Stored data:
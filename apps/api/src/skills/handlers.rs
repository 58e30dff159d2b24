//! Axum route handlers for the Skills API.

use axum::{extract::State, Json};
use serde::{Deserialize, Serialize};

use crate::errors::AppError;
use crate::extract::AppJson;
use crate::skills::extractor::extract_skills;
use crate::state::AppState;

#[derive(Debug, Deserialize)]
pub struct ExtractSkillsRequest {
    pub job_description: String,
}

#[derive(Debug, Serialize, Deserialize)]
pub struct ExtractSkillsResponse {
    pub skills: Vec<String>,
}

/// POST /api/v1/skills/extract
///
/// Returns the top 3 skills to highlight for an arbitrary job description.
pub async fn handle_extract_skills(
    State(state): State<AppState>,
    AppJson(request): AppJson<ExtractSkillsRequest>,
) -> Result<Json<ExtractSkillsResponse>, AppError> {
    if request.job_description.trim().is_empty() {
        return Err(AppError::Validation(
            "job_description cannot be empty".to_string(),
        ));
    }

    let skills = extract_skills(state.skill_extractor.as_ref(), &request.job_description).await?;

    Ok(Json(ExtractSkillsResponse { skills }))
}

Aim of the task:
Each line above must be reproduced exactly.

Answer area:
filename apps/api/src/skills/handlers.rs
repository 58e30dff159d2b24
//! Axum route handlers for the Skills API.

use axum::{extract::State, Json};
use serde::{Deserialize, Serialize};

use crate::errors::AppError;
use crate::extract::AppJson;
use crate::skills::extractor::extract_skills;
use crate::state::AppState;

#[derive(Debug, Deserialize)]
pub struct ExtractSkillsRequest {
    pub job_description: String,
}

#[derive(Debug, Serialize, Deserialize)]
pub struct ExtractSkillsResponse {
    pub skills: Vec<String>,
}

/// POST /api/v1/skills/extract
///
/// Returns the top 3 skills to highlight for an arbitrary job description.
pub async fn handle_extract_skills(
    State(state): State<AppState>,
    AppJson(request): AppJson<ExtractSkillsRequest>,
) -> Result<Json<ExtractSkillsResponse>, AppError> {
    if request.job_description.trim().is_empty() {
        return Err(AppError::Validation(
            "job_description cannot be empty".to_string(),
        ));
    }

    let skills = extract_skills(state.skill_extractor.as_ref(), &request.job_description).await?;

    Ok(Json(ExtractSkillsResponse { skills }))
}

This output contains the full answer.